Como sempre comunicando fato relevante por meio do Twitter, o CEO da maior fabricante de carros elétricos do mundo parece ter se dado conta do dia para a noite que o bitcoin não é lá muito sustentável. 

“Estamos preocupados com o rápido aumento do uso de combustíveis fósseis para mineração e transações com bitcoin, especialmente carvão, que tem as piores emissões [de gases-estufa]”, escreveu na rede social. 

Foi o suficiente para derrubar o preço da moeda em mais de 10%. 

O problema ambiental do bitcoin está longe de ser uma novidade.
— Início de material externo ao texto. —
//! Client configuration.

use ferry_common::config::Properties;
use ferry_common::error::FerryResult;
use ferry_common::{
    SnapshotTimestamp, OPT_DATABASE, OPT_ENDPOINTS, OPT_SNAPSHOT_TIMESTAMP, OPT_SNAPSHOT_VERSION,
};

/// Client configuration.
///
/// Built from the string properties a host framework hands over. The full
/// property map is retained so storage-client specific keys reach the
/// session factory untouched.
#[derive(Debug, Clone, Default, PartialEq, Eq)]
pub struct ClientConfig {
    /// Storage-engine endpoints.
    pub endpoints: Vec<String>,
    /// Default database.
    pub database: Option<String>,
    /// Explicit snapshot version token.
    pub snapshot_version: Option<String>,
    /// Explicit snapshot timestamp (ISO-8601).
    pub snapshot_timestamp: Option<String>,
    /// All properties, including unrecognized ones.
    pub properties: Properties,
}

impl ClientConfig {
    /// Creates an empty configuration.
    pub fn new() -> Self {
        Self::default()
    }

    /// Builds a configuration from host properties.
    pub fn from_properties(properties: &Properties) -> FerryResult<Self> {
        let endpoints = properties
            .get_list::<String>(OPT_ENDPOINTS)?
            .unwrap_or_default();

        Ok(Self {
            endpoints,
            database: properties.get(OPT_DATABASE).map(str::to_string),
            snapshot_version: properties.get(OPT_SNAPSHOT_VERSION).map(str::to_string),
            snapshot_timestamp: properties.get(OPT_SNAPSHOT_TIMESTAMP).map(str::to_string),
            properties: properties.clone(),
        })
    }

    /// Adds an endpoint.
    pub fn endpoint(mut self, endpoint: impl Into<String>) -> Self {
        self.endpoints.push(endpoint.into());
        self
    }

    /// Sets the default database.
    pub fn database(mut self, database: impl Into<String>) -> Self {
        self.database = Some(database.into());
        self
    }

    /// Sets the snapshot version token.
    pub fn snapshot_version(mut self, version: impl Into<String>) -> Self {
        self.snapshot_version = Some(version.into());
        self
    }

    /// Sets the snapshot timestamp.
    pub fn snapshot_timestamp(mut self, timestamp: impl Into<String>) -> Self {
        self.snapshot_timestamp = Some(timestamp.into());
        self
    }

    /// Decodes the configured snapshot version, if any.
    pub fn parsed_snapshot_version(&self) -> FerryResult<Option<SnapshotTimestamp>> {
        self.snapshot_version
            .as_deref()
            .filter(|v| !v.trim().is_empty())
            .map(SnapshotTimestamp::parse_version)
            .transpose()
    }

    /// Converts the configured snapshot timestamp, if any.
    pub fn parsed_snapshot_timestamp(&self) -> FerryResult<Option<SnapshotTimestamp>> {
        self.snapshot_timestamp
            .as_deref()
            .filter(|v| !v.trim().is_empty())
            .map(SnapshotTimestamp::parse_iso8601)
            .transpose()
    }
}

#[cfg(test)]
mod tests {
    use super::*;

    #[test]
    fn test_from_properties() {
        let props = Properties::new()
            .with(OPT_ENDPOINTS, "pd-0:2379, pd-1:2379")
            .with(OPT_DATABASE, "shop")
            .with(OPT_SNAPSHOT_VERSION, "")
            .with("engine.tls", "true");

        let config = ClientConfig::from_properties(&props).unwrap();
        assert_eq!(config.endpoints, vec!["pd-0:2379", "pd-1:2379"]);
        assert_eq!(config.database.as_deref(), Some("shop"));
        assert_eq!(config.snapshot_version, None);
        assert_eq!(config.properties.get("engine.tls"), Some("true"));
    }

    #[test]
    fn test_parsed_snapshot_options() {
        let config = ClientConfig::new()
            .snapshot_version("262144")
            .snapshot_timestamp("2024-01-01T00:00:00Z");

        assert_eq!(
            config.parsed_snapshot_version().unwrap(),
            Some(SnapshotTimestamp::new(1, 0))
        );
        assert_eq!(
            config.parsed_snapshot_timestamp().unwrap(),
            Some(SnapshotTimestamp::new(1_704_067_200_000, 0))
        );

        let bad = ClientConfig::new().snapshot_timestamp("not a time");
        assert!(bad.parsed_snapshot_timestamp().is_err());
    }
}
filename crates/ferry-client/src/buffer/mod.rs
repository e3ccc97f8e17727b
//! Bounded row buffers.
//!
//! A writer accumulates rows in a buffer until it is full or the input
//! ends, then flushes them in one write. The buffer never drops a row
//! silently: [`RowBuffer::add`] either accepts the row or reports why not.

mod keyed;

pub use keyed::KeyedRowBuffer;

use serde::{Deserialize, Serialize};

use crate::error::ClientResult;
use crate::value::Row;

/// Outcome of offering a row to a buffer.
#[derive(Debug, Clone, Copy, PartialEq, Eq)]
pub enum AddOutcome {
    /// The row was appended.
    Added,
    /// The row's key collides with a buffered row. Whether the buffered row
    /// was kept or replaced depends on the [`MergePolicy`]; the size did not
    /// grow either way.
    Duplicate,
    /// The buffer is at capacity; the row was not taken.
    Full,
}

/// Which row survives when two rows in one batch share a key.
#[derive(Debug, Clone, Copy, PartialEq, Eq, Default, Serialize, Deserialize)]
#[serde(rename_all = "kebab-case")]
pub enum MergePolicy {
    /// The buffered row is kept and the incoming row discarded.
    #[default]
    KeepFirst,
    /// The incoming row replaces the buffered row at the buffered row's
    /// position. If the incoming row collides with several buffered rows,
    /// all of them are replaced by it.
    KeepLast,
}

impl std::str::FromStr for MergePolicy {
    type Err = String;

    fn from_str(s: &str) -> Result<Self, Self::Err> {
        match s.trim().to_ascii_lowercase().as_str() {
            "keep-first" => Ok(MergePolicy::KeepFirst),
            "keep-last" => Ok(MergePolicy::KeepLast),
            other => Err(format!("unknown merge policy '{other}'")),
        }
    }
}

/// An ordered, capacity-limited collection of rows awaiting flush.
///
/// Invariant: `len() <= capacity()`.
pub trait RowBuffer: Send {
    /// Offers a row.
    fn add(&mut self, row: Row) -> ClientResult<AddOutcome>;

    /// Removes and returns all rows in arrival order. The buffer keeps its
    /// allocation.
    fn drain(&mut self) -> Vec<Row>;

    /// Buffered rows in arrival order.
    fn rows(&self) -> &[Row];

    /// Maximum number of rows.
    fn capacity(&self) -> usize;

    /// Number of buffered rows.
    fn len(&self) -> usize {
        self.rows().len()
    }

    /// Returns true if nothing is buffered.
    fn is_empty(&self) -> bool {
        self.len() == 0
    }

    /// Returns true if the buffer is at capacity.
    fn is_full(&self) -> bool {
        self.len() >= self.capacity()
    }
}

#[cfg(test)]
mod tests {
    use super::*;

    #[test]
    fn test_merge_policy_parse() {
        assert_eq!("keep-first".parse::<MergePolicy>(), Ok(MergePolicy::KeepFirst));
        assert_eq!("KEEP-LAST".parse::<MergePolicy>(), Ok(MergePolicy::KeepLast));
        assert!("newest".parse::<MergePolicy>().is_err());
        assert_eq!(MergePolicy::default(), MergePolicy::KeepFirst);
    }
}
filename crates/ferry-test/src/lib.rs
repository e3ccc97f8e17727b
//! # ferry-test
//!
//! Integration tests for Ferry.
//!
//! This crate contains:
//! - Fixtures: engines pre-loaded with the tables the tests write to
//! - Workload generators producing reproducible row streams
//! - End-to-end tests under `tests/`, driving the sink and then the source
//!   against the in-memory engine

#![warn(missing_docs)]
#![warn(clippy::all)]

/// Test utilities and fixtures.
pub mod utils;

/// Workload generators.
pub mod workload;
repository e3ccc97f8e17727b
//! # ferry-common
//!
//! Common types, errors, and option parsing for Ferry.
//!
//! This crate provides the foundational types shared by the bulk write
//! path (`ferry-sink`) and the snapshot read path (`ferry-source`):
//!
//! - **Types**: `SnapshotTimestamp`, `RowId`, `TableRef`
//! - **Errors**: the configuration-layer `FerryError` and the
//!   `ErrorCategory` taxonomy every Ferry error maps into
//! - **Config**: typed access to the string property maps handed over by
//!   host frameworks
//! - **Constants**: option keys and defaults
//!
//! ## Example
//!
//! ```rust
//! use ferry_common::types::SnapshotTimestamp;
//! use ferry_common::error::FerryResult;
//!
//! fn example() -> FerryResult<()> {
//!     let ts = SnapshotTimestamp::parse_iso8601("2024-01-01T00:00:00Z")?;
//!     assert_eq!(ts.logical(), 0);
//!     Ok(())
//! }
//! # example().unwrap();
//! ```

#![warn(missing_docs)]
#![warn(clippy::all)]
#![warn(clippy::pedantic)]
#![allow(clippy::module_name_repetitions)]

pub mod config;
pub mod constants;
pub mod error;
pub mod types;

// Re-export commonly used items at the crate root
pub use config::Properties;
pub use constants::*;
pub use error::{ErrorCategory, FerryError, FerryResult};
pub use types::{RowId, SnapshotTimestamp, TableRef};
use crate::app_state::AppState;
use crate::domain::{Email, TokenPair, TokenType, UserStoreError};
use crate::errors::{LoginError, RefreshError};
use crate::services::password::verify_password;

pub struct AuthService {}

impl AuthService {
    /// Credential login: resolve by email, verify the password against the
    /// stored hash, issue a token pair. Unknown user and wrong password are
    /// indistinguishable in the result.
    pub async fn login(
        state: AppState,
        email: Email,
        password: String,
    ) -> Result<TokenPair, LoginError> {
        let user = match state
            .user_store
            .read()
            .await
            .find_by_email(email.as_ref())
            .await
        {
            Ok(user) => user,
            Err(UserStoreError::UserNotFound) => return Err(LoginError::InvalidCredentials),
            Err(_) => return Err(LoginError::InternalServerError),
        };

        let password_matches = verify_password(password, user.password_hash.clone())
            .await
            .map_err(|_| LoginError::InternalServerError)?;
        if !password_matches {
            return Err(LoginError::InvalidCredentials);
        }

        state
            .token_service
            .issue_token_pair(&user)
            .map_err(|_| LoginError::InternalServerError)
    }

    /// Token refresh: verify the presented token as a refresh token,
    /// re-resolve the subject, and rotate to a brand-new pair. The old
    /// refresh token is not tracked afterwards; it lapses at its own expiry.
    pub async fn refresh(state: AppState, token: &str) -> Result<TokenPair, RefreshError> {
        let claims = state.token_service.verify(token, TokenType::Refresh)?;

        let user = match state.user_store.read().await.find_by_id(claims.sub).await {
            Ok(user) => user,
            Err(UserStoreError::UserNotFound) => return Err(RefreshError::UserNotFound),
            Err(_) => return Err(RefreshError::InternalServerError),
        };

        state
            .token_service
            .issue_token_pair(&user)
            .map_err(|_| RefreshError::InternalServerError)
    }
}
use super::email::Email;

/// User record as resolved from the user store. Read-only here: the auth
/// flows look users up and verify against the stored hash, never write.
#[derive(Debug, Clone, PartialEq)]
pub struct User {
    pub id: i64,
    pub email: Email,
    pub password_hash: String,
}
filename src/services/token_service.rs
/// Token issuance and verification.
///
/// This module provides the `TokenService`, which coordinates:
/// - Signing of typed claims into compact HS256 JWTs
/// - Issuance of access + refresh token pairs with independent TTLs
/// - Verification (signature + expiry + token type) of presented tokens
///
/// Security model:
/// 1. Verification is always tied to an expected `TokenType` at the call
///    site, so a refresh token presented where an access token is required
///    fails with `TypeMismatch` regardless of caller logic.
/// 2. Tokens are stateless: validity is a function of the signature and the
///    embedded expiry alone. There is no revocation store, so a rotated
///    refresh token stays valid until its own expiry.
///
/// Concurrency:
/// - The service holds only the derived signing keys and the TTLs, all
///   immutable after construction, so it is freely shared across requests.
use chrono::Duration;
use jsonwebtoken::{decode, encode, Algorithm, DecodingKey, EncodingKey, Header, Validation};

use crate::domain::{Claims, TokenPair, TokenType, User};
use crate::errors::TokenError;
use crate::utils::config::Config;

pub struct TokenService {
    encoding_key: EncodingKey,
    decoding_key: DecodingKey,
    access_ttl: Duration,
    refresh_ttl: Duration,
}

impl TokenService {
    /// Construct a new `TokenService` from an already validated `Config`.
    /// The secret is non-empty and the TTLs positive there, which is why
    /// this constructor is infallible.
    pub fn new(config: &Config) -> Self {
        let secret = config.jwt_secret().as_bytes();
        Self {
            encoding_key: EncodingKey::from_secret(secret),
            decoding_key: DecodingKey::from_secret(secret),
            access_ttl: Duration::seconds(config.token_ttl_seconds()),
            refresh_ttl: Duration::seconds(config.refresh_token_ttl_seconds()),
        }
    }

    /// Issue a fresh access + refresh pair for `user`. The two tokens share
    /// the subject but are independent claims, signed independently.
    pub fn issue_token_pair(&self, user: &User) -> Result<TokenPair, TokenError> {
        Ok(TokenPair {
            access_token: self.create_access_token(user.id)?,
            refresh_token: self.create_refresh_token(user.id)?,
        })
    }

    pub fn create_access_token(&self, user_id: i64) -> Result<String, TokenError> {
        self.sign(&Claims::new(user_id, TokenType::Access, self.access_ttl))
    }

    pub fn create_refresh_token(&self, user_id: i64) -> Result<String, TokenError> {
        self.sign(&Claims::new(user_id, TokenType::Refresh, self.refresh_ttl))
    }

    pub fn sign(&self, claims: &Claims) -> Result<String, TokenError> {
        encode(&Header::new(Algorithm::HS256), claims, &self.encoding_key)
            .map_err(TokenError::Signing)
    }

    /// Decode and verify a token: signature, expiry (no leeway) and token
    /// type, in that order. Failures stay distinguishable as `Malformed`,
    /// `InvalidSignature`, `Expired` or `TypeMismatch`.
    pub fn verify(&self, token: &str, expected: TokenType) -> Result<Claims, TokenError> {
        let mut validation = Validation::new(Algorithm::HS256);
        validation.leeway = 0;

        let data =
            decode::<Claims>(token, &self.decoding_key, &validation).map_err(TokenError::from)?;

        if data.claims.token_type != expected {
            return Err(TokenError::TypeMismatch);
        }

        Ok(data.claims)
    }
}
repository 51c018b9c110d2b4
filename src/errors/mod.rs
pub mod auth_gate;
pub mod login;
pub mod refresh;
pub mod token;

pub use auth_gate::*;
pub use login::*;
pub use refresh::*;
pub use token::*;
use std::env;

use dotenvy::dotenv;
use thiserror::Error;

// Short-lived access tokens, week-long refresh tokens.
const DEFAULT_ACCESS_TTL_SECONDS: i64 = 900;
const DEFAULT_REFRESH_TTL_SECONDS: i64 = 604_800;
const DEFAULT_LISTEN_ADDR: &str = "0.0.0.0:3000";

/// Immutable process configuration. Built once at startup; every token
/// operation depends on it, so construction failure must abort startup.
#[derive(Clone)]
pub struct Config {
    jwt_secret: String,
    access_ttl_seconds: i64,
    refresh_ttl_seconds: i64,
    listen_addr: String,
}

impl Config {
    pub fn jwt_secret(&self) -> &str {
        &self.jwt_secret
    }
    pub fn token_ttl_seconds(&self) -> i64 {
        self.access_ttl_seconds
    }
    pub fn refresh_token_ttl_seconds(&self) -> i64 {
        self.refresh_ttl_seconds
    }
    pub fn listen_addr(&self) -> &str {
        &self.listen_addr
    }

    /// Direct constructor, used by tests to thread a distinct secret per
    /// case instead of going through process-wide env vars.
    pub fn new(
        jwt_secret: impl Into<String>,
        access_ttl_seconds: i64,
        refresh_ttl_seconds: i64,
    ) -> Result<Self, ConfigError> {
        let jwt_secret = jwt_secret.into();
        if jwt_secret.is_empty() {
            return Err(ConfigError::EmptySecret);
        }
        if access_ttl_seconds <= 0 || refresh_ttl_seconds <= 0 {
            return Err(ConfigError::Invalid("token TTLs must be positive"));
        }

        Ok(Self {
            jwt_secret,
            access_ttl_seconds,
            refresh_ttl_seconds,
            listen_addr: DEFAULT_LISTEN_ADDR.to_string(),
        })
    }

    pub fn from_env() -> Result<Self, ConfigError> {
        // Load .env in dev; no-op in prod if not present.
        let _ = dotenv();

        let jwt_secret = req_var("JWT_SECRET")?;
        let access_ttl_seconds = opt_i64("ACCESS_TTL_SECONDS", DEFAULT_ACCESS_TTL_SECONDS)?;
        let refresh_ttl_seconds = opt_i64("REFRESH_TTL_SECONDS", DEFAULT_REFRESH_TTL_SECONDS)?;

        let mut config = Config::new(jwt_secret, access_ttl_seconds, refresh_ttl_seconds)?;
        if let Ok(addr) = env::var("LISTEN_ADDR") {
            config.listen_addr = addr;
        }
        Ok(config)
    }
}

#[derive(Error, Debug)]
pub enum ConfigError {
    #[error("missing env var {0}")]
    Missing(&'static str),

    #[error("{0}")]
    Invalid(&'static str),

    #[error("JWT secret must not be empty")]
    EmptySecret,
}

fn req_var(key: &'static str) -> Result<String, ConfigError> {
    env::var(key).map_err(|_| ConfigError::Missing(key))
}

fn opt_i64(key: &'static str, default: i64) -> Result<i64, ConfigError> {
    match env::var(key) {
        Err(_) => Ok(default),
        Ok(v) => v.parse::<i64>().map_err(|_| ConfigError::Invalid(key)),
    }
}
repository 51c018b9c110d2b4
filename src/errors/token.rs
use thiserror::Error;

/// Outcomes of token verification, kept distinguishable so each flow can
/// answer with the right user-facing message (expired vs. tampered vs.
/// wrong kind of token).
#[derive(Error, Debug)]
pub enum TokenError {
    #[error("malformed token")]
    Malformed,

    #[error("invalid token signature")]
    InvalidSignature,

    #[error("token expired")]
    Expired,

    #[error("wrong token type")]
    TypeMismatch,

    #[error("token signing failed")]
    Signing(#[source] jsonwebtoken::errors::Error),
}

impl From<jsonwebtoken::errors::Error> for TokenError {
    fn from(err: jsonwebtoken::errors::Error) -> Self {
        use jsonwebtoken::errors::ErrorKind;

        match err.kind() {
            ErrorKind::ExpiredSignature => TokenError::Expired,
            ErrorKind::InvalidSignature => TokenError::InvalidSignature,
            _ => TokenError::Malformed,
        }
    }
}
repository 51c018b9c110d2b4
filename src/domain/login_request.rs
use serde::{Deserialize, Serialize};

#[derive(Deserialize, Serialize, Debug)]
pub struct LoginRequestBody {
    pub email: String,
    pub password: String,
}
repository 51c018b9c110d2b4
use serde::{Deserialize, Serialize};

/// Access + refresh token pair returned by login and refresh. Both tokens
/// share the same subject but carry independent claims and expiries.
#[derive(Debug, Clone, Serialize, Deserialize)]
#[serde(rename_all = "camelCase")]
pub struct TokenPair {
    pub access_token: String,
    pub refresh_token: String,
}
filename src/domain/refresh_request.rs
use serde::{Deserialize, Serialize};

#[derive(Deserialize, Serialize, Debug)]
pub struct RefreshRequestBody {
    pub token: String,
}
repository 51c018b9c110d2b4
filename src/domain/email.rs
use once_cell::sync::Lazy;
use regex::Regex;

static EMAIL_RE: Lazy<Regex> = Lazy::new(|| {
    Regex::new(r"(?xi) ^[A-Z0-9._%+-]+@[A-Z0-9-]+(?:\.[A-Z0-9-]+)*\.[A-Z]{2,}$").unwrap()
});

#[derive(PartialEq, Debug, Clone, Eq, Hash)]
pub struct Email(String);

impl Email {
    pub fn parse(email: String) -> Result<Email, String> {
        match EMAIL_RE.is_match(&email) {
            true => Ok(Email(email)),
            false => Err(format!("Email {} is not valid", email)),
        }
    }
}

impl AsRef<str> for Email {
    fn as_ref(&self) -> &str {
        &self.0
    }
}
Por conta do design da própria criptomoeda, a mineração do bitcoin é super intensiva em energia e, quanto mais cara a cotação, mais energia é necessária para validar as operações.   

Mas tampouco é novidade o completo desprezo de Musk pela ética e pela governança, o que torna a Tesla um dos exemplos mais notórios de que ter uma atividade-fim que se propõe a resolver um problema ambiental não significa, de forma alguma, que a empresa “seja” ESG.  

Quando anunciou que investiria em bitcoin, a empresa logo foi questionada por conta do paradoxo ambiental da aposta. 

Mas, muito mais do que isso, a recente reviravolta é mais um sinal notório de que não é à toa que o S (de social) e o G (de governança) vêm logo após o E (de ambiental). 

Há apenas duas semanas, o CFO da Tesla, Zach Kirkhorn descreveu o racional por trás da decisão de comprar os bitcoins: “Elon e eu estávamos buscando por um local para colocar o caixa que não estava sendo imediatamente utilizado, tentando ter algum nível de retorno.” (Nem um piu sobre a volatilidade enorme da criptomoeda.)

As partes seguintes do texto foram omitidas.